B. Préjudice irréparable

[37] L’expression « préjudice irréparable » fait référence à la nature du préjudice plutôt qu’à son étendue ou sa portée; ce préjudice est généralement décrit comme un préjudice auquel il ne peut être remédié ou pour lequel un dédommagement adéquat ne peut être obtenu (RJR – MacDonald, à la p 341). Ce préjudice ne peut être fondé sur de simples conjectures et doit être établi au moyen d’éléments de preuve suffisamment probants : Glooscap Heritage Society c Canada (Revenu national), 2012 CAF 255 au para 31; Gateway City Church c Canada (Revenu national), 2013 CAF 126 aux para 15‑16; Newbould c Canada (Procureur général), 2017 CAF 106 aux para 28‑29. En outre, la preuve doit démontrer qu’il est fort probable, et non simplement possible, que le préjudice se produise. Les circonstances de chaque affaire influeront évidemment sur la conclusion : voir l’analyse dans Letnes c Canada (Procureur général), 2020 CF 636 aux para 49‑58.

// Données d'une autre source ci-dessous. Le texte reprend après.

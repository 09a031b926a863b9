//! Symbolic-expression lexer for board files.
//!
//! Produces a flat token stream: `(` and `)` as singleton tokens, quoted
//! strings, and maximal runs of other non-blank characters. Runs are looked
//! up in the keyword table and fall back to plain symbols; numeric runs are
//! tagged as numbers without changing their text.

use thiserror::Error;

use super::keywords::Keyword;
use super::token::Token;

#[derive(Debug, Clone, PartialEq, Eq, Error)]
pub enum LexError {
    #[error("Unterminated string starting at line {0}")]
    UnterminatedString(usize),
}

#[derive(Debug, Clone, Copy, PartialEq, Eq)]
pub enum LexemeKind {
    Left,
    Right,
    Keyword(Keyword),
    Number,
    Symbol,
    /// Double-quoted text; the token holds the unescaped contents.
    String,
}

#[derive(Debug, Clone, PartialEq, Eq)]
pub struct Lexeme {
    pub kind: LexemeKind,
    pub token: Token,
}

impl Lexeme {
    pub fn text(&self) -> &str {
        self.token.text()
    }

    pub fn line(&self) -> usize {
        self.token.line()
    }

    pub fn is_left(&self) -> bool {
        self.kind == LexemeKind::Left
    }

    pub fn is_right(&self) -> bool {
        self.kind == LexemeKind::Right
    }

    /// Anything that can stand as an atom value (not a paren).
    pub fn is_atom(&self) -> bool {
        !self.is_left() && !self.is_right()
    }

    pub fn keyword(&self) -> Option<Keyword> {
        match self.kind {
            LexemeKind::Keyword(k) => Some(k),
            _ => None,
        }
    }
}

pub struct SexpLexer {
    input: Vec<char>,
    pos: usize,
    line: usize,
}

impl SexpLexer {
    pub fn new(input: &str) -> Self {
        Self {
            input: input.chars().collect(),
            pos: 0,
            line: 1,
        }
    }

    /// Lex the whole input.
    pub fn tokenize(input: &str) -> Result<Vec<Lexeme>, LexError> {
        let mut lexer = SexpLexer::new(input);
        let mut out = Vec::new();
        while let Some(lexeme) = lexer.next_lexeme()? {
            out.push(lexeme);
        }
        Ok(out)
    }

    pub fn next_lexeme(&mut self) -> Result<Option<Lexeme>, LexError> {
        self.skip_whitespace();
        if self.is_eof() {
            return Ok(None);
        }

        let line = self.line;
        let lexeme = match self.peek() {
            '(' => {
                self.advance();
                Lexeme {
                    kind: LexemeKind::Left,
                    token: Token::new("(", line),
                }
            }
            ')' => {
                self.advance();
                Lexeme {
                    kind: LexemeKind::Right,
                    token: Token::new(")", line),
                }
            }
            '"' => Lexeme {
                kind: LexemeKind::String,
                token: Token::new(self.scan_string()?, line),
            },
            _ => {
                let token = Token::new(self.scan_atom(), line);
                let kind = if token.is_number() {
                    LexemeKind::Number
                } else if let Some(k) = Keyword::lookup(token.text()) {
                    LexemeKind::Keyword(k)
                } else {
                    LexemeKind::Symbol
                };
                Lexeme { kind, token }
            }
        };
        Ok(Some(lexeme))
    }

    fn scan_string(&mut self) -> Result<String, LexError> {
        let start_line = self.line;
        self.advance(); // opening quote
        let mut s = String::new();
        let mut escaped = false;

        while !self.is_eof() {
            let ch = self.peek();
            self.advance();

            if escaped {
                match ch {
                    'n' => s.push('\n'),
                    't' => s.push('\t'),
                    'r' => s.push('\r'),
                    _ => s.push(ch),
                }
                escaped = false;
            } else if ch == '\\' {
                escaped = true;
            } else if ch == '"' {
                return Ok(s);
            } else {
                s.push(ch);
            }
        }

        Err(LexError::UnterminatedString(start_line))
    }

    fn scan_atom(&mut self) -> String {
        let mut s = String::new();
        while !self.is_eof() {
            let ch = self.peek();
            if ch.is_whitespace() || ch == '(' || ch == ')' {
                break;
            }
            s.push(ch);
            self.advance();
        }
        s
    }

    fn skip_whitespace(&mut self) {
        while !self.is_eof() && self.peek().is_whitespace() {
            self.advance();
        }
    }

    fn peek(&self) -> char {
        if self.pos < self.input.len() {
            self.input[self.pos]
        } else {
            '\0'
        }
    }

    fn advance(&mut self) {
        if self.pos < self.input.len() {
            if self.input[self.pos] == '\n' {
                self.line += 1;
            }
            self.pos += 1;
        }
    }

    fn is_eof(&self) -> bool {
        self.pos >= self.input.len()
    }
}
impl Schematic {
    pub fn load(content: &str) -> Result<Schematic, SchematicError> {
        let mut cursor = LineCursor::new(content);
        let total = cursor.total();

        let header = cursor.next_line().unwrap_or_default();
        let version = header
            .strip_prefix(SCHEMATIC_HEADER)
            .and_then(|v| v.trim().parse::<u32>().ok())
            .ok_or_else(|| SchematicError::Format(header.to_string()))?;
        if version > SUPPORTED_SCHEMATIC_VERSION {
            return Err(SchematicError::Version {
                found: version,
                supported: SUPPORTED_SCHEMATIC_VERSION,
            });
        }

        let mut schematic = Schematic {
            version,
            ..Default::default()
        };
        schematic
            .parse_body(&mut cursor)
            .map_err(|e| SchematicError::Parse(e.annotate(total)))?;

        tracing::debug!(
            "Parsed schematic version {} with {} items",
            schematic.version,
            schematic.items.len()
        );
        Ok(schematic)
    }

    fn parse_body(&mut self, cursor: &mut LineCursor<'_>) -> Result<(), ParseError> {
        while let Some((line, tokens)) = cursor.next_tokens() {
            if line.starts_with('#') {
                continue;
            }
            let Some((head, rest)) = tokens.split_first() else {
                continue;
            };

            match SchKeyword::resolve(head.text()) {
                SchKeyword::Libs => {
                    let name = line.trim().trim_start_matches("LIBS:");
                    self.libs.push(name.to_string());
                }
                SchKeyword::EeLayer => {}
                SchKeyword::Descr => {
                    let args = Args::new("$Descr", rest, cursor);
                    let descr = SheetDescr {
                        paper: args.str(0)?.to_string(),
                        width: args.num(1)?,
                        height: args.num(2)?,
                        ..Default::default()
                    };
                    self.descr = Some(parse_descr(descr, cursor)?);
                }
                SchKeyword::Comp => {
                    self.items.push(SchItem::Component(parse_component(cursor)?));
                }
                SchKeyword::Wire => {
                    let line_kind = match rest.first().map(Token::text) {
                        Some("Wire") => LineKind::Wire,
                        Some("Bus") => LineKind::Bus,
                        Some("Notes") => LineKind::Notes,
                        other => {
                            return Err(cursor.error(format!(
                                "unknown wire kind {}",
                                other.unwrap_or_default()
                            )))
                        }
                    };
                    let (start, end) = parse_segment(cursor)?;
                    self.items.push(SchItem::Line(SchLine {
                        line_kind,
                        start,
                        end,
                    }));
                }
                SchKeyword::Entry => {
                    let bus_to_bus = rest.first().map(Token::text) == Some("Bus");
                    let (start, end) = parse_segment(cursor)?;
                    self.items.push(SchItem::BusEntry(BusEntry {
                        bus_to_bus,
                        start,
                        end,
                    }));
                }
                SchKeyword::Connection => {
                    let pos = Args::new("Connection", rest, cursor).point(1)?;
                    self.items.push(SchItem::Junction { pos });
                }
                SchKeyword::NoConn => {
                    let pos = Args::new("NoConn", rest, cursor).point(1)?;
                    self.items.push(SchItem::NoConnect { pos });
                }
                SchKeyword::Text => {
                    self.items.push(SchItem::Text(parse_text(rest, cursor)?));
                }
                SchKeyword::Sheet => {
                    self.items.push(SchItem::Sheet(parse_sheet(cursor)?));
                }
                SchKeyword::Bitmap => skip_block(cursor, "$EndBitmap")?,
                SchKeyword::End => return Ok(()),
                SchKeyword::Unknown => {
                    return Err(cursor.error(format!("unknown token {}", head)));
                }
            }
        }
        Ok(())
    }

    pub fn components(&self) -> impl Iterator<Item = &SchComponent> {
        self.items.iter().filter_map(|item| match item {
            SchItem::Component(c) => Some(c),
            _ => None,
        })
    }

    pub fn find_component(&self, reference: &str) -> Option<&SchComponent> {
        self.components().find(|c| c.reference == reference)
    }
}
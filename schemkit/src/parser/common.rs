//! Enumerations and argument helpers shared by the library and schematic
//! parsers.

use std::str::FromStr;

use serde::{Deserialize, Serialize};

use super::cursor::{LineCursor, ParseError};
use super::token::Token;
use crate::geometry::Point;

/// Largest coordinate or length magnitude accepted from a file. Keeps every
/// transform product and bounding-box sum inside `i64`.
pub const MAX_COORD: i64 = 1 << 30;

#[derive(Debug, Clone, Copy, PartialEq, Eq, Default, Serialize, Deserialize)]
pub enum Fill {
    #[default]
    NoFill,
    /// Filled with the pen color (`F`).
    FilledShape,
    /// Filled with the body background color (`f`).
    FilledWithBgBodyColor,
}

impl Fill {
    pub fn parse(s: Option<&str>) -> Fill {
        match s {
            Some("F") => Fill::FilledShape,
            Some("f") => Fill::FilledWithBgBodyColor,
            _ => Fill::NoFill,
        }
    }

    pub fn is_filled(&self) -> bool {
        !matches!(self, Fill::NoFill)
    }
}

#[derive(Debug, Clone, Copy, PartialEq, Eq, Default, Serialize, Deserialize)]
pub enum TextHJustify {
    Left,
    #[default]
    Center,
    Right,
}

impl TextHJustify {
    pub fn parse(s: &str) -> TextHJustify {
        match s.chars().next() {
            Some('L') => TextHJustify::Left,
            Some('R') => TextHJustify::Right,
            _ => TextHJustify::Center,
        }
    }
}

#[derive(Debug, Clone, Copy, PartialEq, Eq, Default, Serialize, Deserialize)]
pub enum TextVJustify {
    Top,
    #[default]
    Center,
    Bottom,
}

impl TextVJustify {
    pub fn parse(c: Option<char>) -> TextVJustify {
        match c {
            Some('T') => TextVJustify::Top,
            Some('B') => TextVJustify::Bottom,
            _ => TextVJustify::Center,
        }
    }
}

/// Field text direction.
#[derive(Debug, Clone, Copy, PartialEq, Eq, Default, Serialize, Deserialize)]
pub enum TextOrientation {
    #[default]
    Horiz,
    Vert,
}

impl TextOrientation {
    pub fn parse(s: &str) -> TextOrientation {
        if s == "H" {
            TextOrientation::Horiz
        } else {
            TextOrientation::Vert
        }
    }

    /// Angle in tenths of a degree.
    pub fn angle(&self) -> i32 {
        match self {
            TextOrientation::Horiz => 0,
            TextOrientation::Vert => 900,
        }
    }
}

/// Direction a pin points from its connection point toward the body.
#[derive(Debug, Clone, Copy, PartialEq, Eq, Serialize, Deserialize)]
pub enum PinOrientation {
    Up,
    Down,
    Left,
    Right,
}

impl PinOrientation {
    pub fn parse(s: &str) -> Option<PinOrientation> {
        match s {
            "U" => Some(PinOrientation::Up),
            "D" => Some(PinOrientation::Down),
            "L" => Some(PinOrientation::Left),
            "R" => Some(PinOrientation::Right),
            _ => None,
        }
    }

    /// Unit vector (library coordinates, y up).
    pub fn direction(&self) -> Point {
        match self {
            PinOrientation::Up => Point::new(0, 1),
            PinOrientation::Down => Point::new(0, -1),
            PinOrientation::Left => Point::new(-1, 0),
            PinOrientation::Right => Point::new(1, 0),
        }
    }
}

/// Electrical type of a pin.
#[derive(Debug, Clone, Copy, PartialEq, Eq, Serialize, Deserialize)]
pub enum PinType {
    Input,
    Output,
    Bidirectional,
    TriState,
    Passive,
    Unspecified,
    PowerIn,
    PowerOut,
    OpenCollector,
    OpenEmitter,
    NotConnected,
}

impl PinType {
    pub fn parse(s: &str) -> Option<PinType> {
        Some(match s {
            "I" => PinType::Input,
            "O" => PinType::Output,
            "B" => PinType::Bidirectional,
            "T" => PinType::TriState,
            "P" => PinType::Passive,
            "U" => PinType::Unspecified,
            "W" => PinType::PowerIn,
            "w" => PinType::PowerOut,
            "C" => PinType::OpenCollector,
            "E" => PinType::OpenEmitter,
            "N" => PinType::NotConnected,
            _ => return None,
        })
    }
}

/// One flag of a pin's shape/attribute string.
#[derive(Debug, Clone, Copy, PartialEq, Eq, Serialize, Deserialize)]
pub enum PinAttribute {
    Invisible,
    Inverted,
    Clock,
    LowIn,
    LowOut,
    FallingEdge,
    NonLogic,
    Other(char),
}

impl PinAttribute {
    pub fn from_char(c: char) -> PinAttribute {
        match c {
            'N' => PinAttribute::Invisible,
            'I' => PinAttribute::Inverted,
            'C' => PinAttribute::Clock,
            'L' => PinAttribute::LowIn,
            'V' => PinAttribute::LowOut,
            'F' => PinAttribute::FallingEdge,
            'X' => PinAttribute::NonLogic,
            other => PinAttribute::Other(other),
        }
    }
}

/// Decode a field value written between double quotes.
///
/// `\"` and `\\` are unescaped; text that does not start with a quote is
/// returned unchanged.
pub fn read_delimited_text(raw: &str) -> String {
    let Some(inner) = raw.strip_prefix('"') else {
        return raw.to_string();
    };

    let mut out = String::with_capacity(inner.len());
    let mut chars = inner.chars();
    while let Some(c) = chars.next() {
        match c {
            '\\' => match chars.next() {
                Some(next @ ('"' | '\\')) => out.push(next),
                Some(next) => {
                    out.push('\\');
                    out.push(next);
                }
                None => out.push('\\'),
            },
            '"' => break,
            c => out.push(c),
        }
    }
    out
}

/// Decode a `T` (body text) argument: quoted text uses `''` for an embedded
/// `"`, unquoted text uses `~` for a space.
pub fn read_body_text(raw: &str) -> String {
    if raw.len() >= 2 && raw.starts_with('"') && raw.ends_with('"') {
        raw[1..raw.len() - 1].replace("''", "\"")
    } else {
        raw.replace('~', " ")
    }
}

/// Positional argument access with errors attributed to the current line.
pub(crate) struct Args<'t, 'c, 'a> {
    tokens: &'t [Token],
    cursor: &'c LineCursor<'a>,
    keyword: &'t str,
}

impl<'t, 'c, 'a> Args<'t, 'c, 'a> {
    pub fn new(keyword: &'t str, tokens: &'t [Token], cursor: &'c LineCursor<'a>) -> Self {
        Self {
            tokens,
            cursor,
            keyword,
        }
    }

    pub fn len(&self) -> usize {
        self.tokens.len()
    }

    pub fn opt(&self, i: usize) -> Option<&'t str> {
        self.tokens.get(i).map(Token::text)
    }

    pub fn str(&self, i: usize) -> Result<&'t str, ParseError> {
        self.opt(i).ok_or_else(|| {
            self.cursor.error(format!(
                "{}: missing argument {} (found {})",
                self.keyword,
                i + 1,
                self.tokens.len()
            ))
        })
    }

    pub fn num<T: FromStr>(&self, i: usize) -> Result<T, ParseError> {
        let s = self.str(i)?;
        s.parse::<T>().map_err(|_| {
            self.cursor
                .error(format!("{}: invalid number '{}' in argument {}", self.keyword, s, i + 1))
        })
    }

    /// A coordinate or length, bounded by [`MAX_COORD`].
    pub fn coord(&self, i: usize) -> Result<i64, ParseError> {
        let value: i64 = self.num(i)?;
        if value.abs() > MAX_COORD {
            return Err(self.error(format!(
                "coordinate {} out of range in argument {}",
                value,
                i + 1
            )));
        }
        Ok(value)
    }

    pub fn point(&self, i: usize) -> Result<Point, ParseError> {
        Ok(Point::new(self.coord(i)?, self.coord(i + 1)?))
    }

    pub fn flag(&self, i: usize, yes: &str) -> Result<bool, ParseError> {
        Ok(self.str(i)? == yes)
    }

    pub fn error(&self, message: impl Into<String>) -> ParseError {
        self.cursor.error(format!("{}: {}", self.keyword, message.into()))
    }
}

#[cfg(test)]
mod tests {
    use super::*;

    #[test]
    fn test_read_delimited_text() {
        assert_eq!(read_delimited_text(r#""R""#), "R");
        assert_eq!(read_delimited_text(r#""a \"b\" c\\""#), r#"a "b" c\"#);
        assert_eq!(read_delimited_text("~"), "~");
    }

    #[test]
    fn test_read_body_text() {
        assert_eq!(read_body_text("hello~world"), "hello world");
        assert_eq!(read_body_text(r#""say ''hi''""#), r#"say "hi""#);
    }

    #[test]
    fn test_enum_parsing() {
        assert_eq!(Fill::parse(Some("f")), Fill::FilledWithBgBodyColor);
        assert_eq!(Fill::parse(None), Fill::NoFill);
        assert_eq!(PinType::parse("w"), Some(PinType::PowerOut));
        assert_eq!(PinType::parse("W"), Some(PinType::PowerIn));
        assert_eq!(PinOrientation::parse("Q"), None);
        assert_eq!(TextVJustify::parse("BIB".chars().next()), TextVJustify::Bottom);
        assert_eq!(PinAttribute::from_char('N'), PinAttribute::Invisible);
    }
}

[38] VPC affirme, pour plusieurs raisons, qu’elle subira un préjudice irréparable si l’injonction interlocutoire n’est pas accordée. Tout d’abord, la défenderesse pourrait ne pas être en mesure de quantifier les ventes qu’elle a réalisées grâce à ses activités d’usurpation. Ensuite, les réductions de prix de VS, combinées à la politique de prix d’Amazon qui empêchera VPC d’augmenter ses prix si elle a gain de cause, ont pour effet d’affaiblir de façon permanente la structure de prix de cette dernière. Enfin, la réputation de VPC est entachée et ses produits perdent leur caractère distinctif sur le marché. VPC met également en doute la capacité de VS à payer des dommages‑intérêts après l’audience sur le fond, car elle vend ses produits à prix réduit.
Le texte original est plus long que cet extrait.